Children born during China's 1959-61 famine were twice as likely to develop schizophrenia, confirming a link between nutritional deficiency and the mental illness, researchers have reported.
Schizophrenia afflicts roughly 1% of the global population and tends to run in families, but the incidence of the illness has been found to have doubled during famines in China and the Netherlands.
The Chinese findings mirrored those from an earlier study of schizophrenia rates among people born in the Netherlands during the "Dutch Hunger Winter" of 1944-45.
Researchers from Shanghai Jiao Tong University, writing in the Aug. 3 issue of the Journal of the American Medical Assn., examined records from around the city of Wuhu in Anhui province, where the famine was acute and people starved to death in large numbers. The famine followed a season of bad weather and rural upheavals caused by the government's "Great Leap Forward."

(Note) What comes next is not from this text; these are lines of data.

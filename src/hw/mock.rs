// SPDX-License-Identifier: MIT
// © 2025–2026 Christopher Liu

//! Simulated UART register file for host tests.
//!
//! Models just enough of the Kinetis UART to exercise the driver:
//!
//! - TDRE and TC are set unless the transmitter is held busy; writing `D` with TE set emits the
//!   byte immediately.
//! - RDRF follows the injected receive backlog; reading `D` pops one byte, if any, and clears the
//!   error flags.
//! - [`MockUart::interrupt_pending`] reports what the NVIC would see, so a test can detect an
//!   interrupt storm.

use core::cell::{Cell, RefCell};
use std::collections::VecDeque;
use std::vec::Vec;

use super::regs::{c2, Reg, Status, UartRegisters};

const REG_FILE_LEN: usize = 0x0B;

#[derive(Debug)]
pub struct MockUart {
    regs: [Cell<u8>; REG_FILE_LEN],
    tx_busy: Cell<bool>,
    rx_backlog: RefCell<VecDeque<u8>>,
    rx_errors: Cell<u8>,
    tx_log: RefCell<Vec<u8>>,
    write_log: RefCell<Vec<(Reg, u8)>>,
    data_reads: Cell<usize>,
}

impl MockUart {
    /// Register file at its reset values.
    pub fn new() -> Self {
        let regs: [Cell<u8>; REG_FILE_LEN] = Default::default();
        regs[Reg::Bdl as usize].set(0x04);
        Self {
            regs,
            tx_busy: Cell::new(false),
            rx_backlog: RefCell::new(VecDeque::new()),
            rx_errors: Cell::new(0),
            tx_log: RefCell::new(Vec::new()),
            write_log: RefCell::new(Vec::new()),
            data_reads: Cell::new(0),
        }
    }

    /// Set a register without logging it, e.g. to seed bits the driver must preserve.
    pub fn preset(&self, reg: Reg, value: u8) {
        self.regs[reg as usize].set(value);
    }

    /// Current raw register value, without read side effects.
    pub fn peek(&self, reg: Reg) -> u8 {
        match reg {
            Reg::S1 => self.status(),
            _ => self.regs[reg as usize].get(),
        }
    }

    /// Bytes that reached the wire, in order.
    pub fn transmitted(&self) -> Vec<u8> {
        self.tx_log.borrow().clone()
    }

    /// Every register write the driver made, in order.
    pub fn writes(&self) -> Vec<(Reg, u8)> {
        self.write_log.borrow().clone()
    }

    /// Number of times `D` was read.
    pub fn data_reads(&self) -> usize {
        self.data_reads.get()
    }

    /// Queue a byte on the receive line.
    pub fn inject_rx(&self, byte: u8) {
        self.rx_backlog.borrow_mut().push_back(byte);
    }

    /// Raise line error flags (`Status::OR` etc.) until the next read of `D`.
    ///
    /// With an empty backlog this gives an overrun reported without RDRF.
    pub fn inject_rx_error(&self, flags: u8) {
        self.rx_errors.set(self.rx_errors.get() | flags);
    }

    /// Hold the transmitter busy: TDRE and TC stay clear.
    pub fn set_tx_busy(&self, busy: bool) {
        self.tx_busy.set(busy);
    }

    /// Whether the UART would currently be asserting its RX/TX interrupt line.
    pub fn interrupt_pending(&self) -> bool {
        let ctl = self.regs[Reg::C2 as usize].get();
        let s1 = Status::from_raw(self.status());
        ((ctl & c2::TIE) != 0 && s1.tdre()) || ((ctl & c2::RIE) != 0 && s1.rdrf())
    }

    fn status(&self) -> u8 {
        let mut s1 = 0;
        if !self.tx_busy.get() {
            s1 |= Status::TDRE | Status::TC;
        }
        if !self.rx_backlog.borrow().is_empty() {
            s1 |= Status::RDRF;
        }
        s1 | self.rx_errors.get()
    }
}

impl Default for MockUart {
    fn default() -> Self {
        Self::new()
    }
}

impl UartRegisters for MockUart {
    fn read(&self, reg: Reg) -> u8 {
        match reg {
            Reg::S1 => self.status(),
            Reg::D => {
                self.data_reads.set(self.data_reads.get() + 1);
                self.rx_errors.set(0);
                match self.rx_backlog.borrow_mut().pop_front() {
                    Some(byte) => {
                        self.regs[Reg::D as usize].set(byte);
                        byte
                    }
                    None => self.regs[Reg::D as usize].get(),
                }
            }
            _ => self.regs[reg as usize].get(),
        }
    }

    fn write(&self, reg: Reg, value: u8) {
        self.write_log.borrow_mut().push((reg, value));
        match reg {
            Reg::S1 => {}
            Reg::D => {
                let ctl = self.regs[Reg::C2 as usize].get();
                if (ctl & c2::TE) != 0 && !self.tx_busy.get() {
                    self.tx_log.borrow_mut().push(value);
                }
            }
            _ => self.regs[reg as usize].set(value),
        }
    }
}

Out of more than 600,000 births during the period studied, there were 4,600 schizophrenia cases. During the famine years, the birth rate declined 80% and the percentage of children who went on to develop schizophrenia rose from less than 1% to as high as 2.2%.
Study author Dr. David St. Clair wrote that "extreme stress" on prenatal development such as from a famine results in schizophrenia among those genetically predisposed to the illness. He cited a theory that the normally tightly regulated development of the brain can be disrupted by a nutritional deficiency.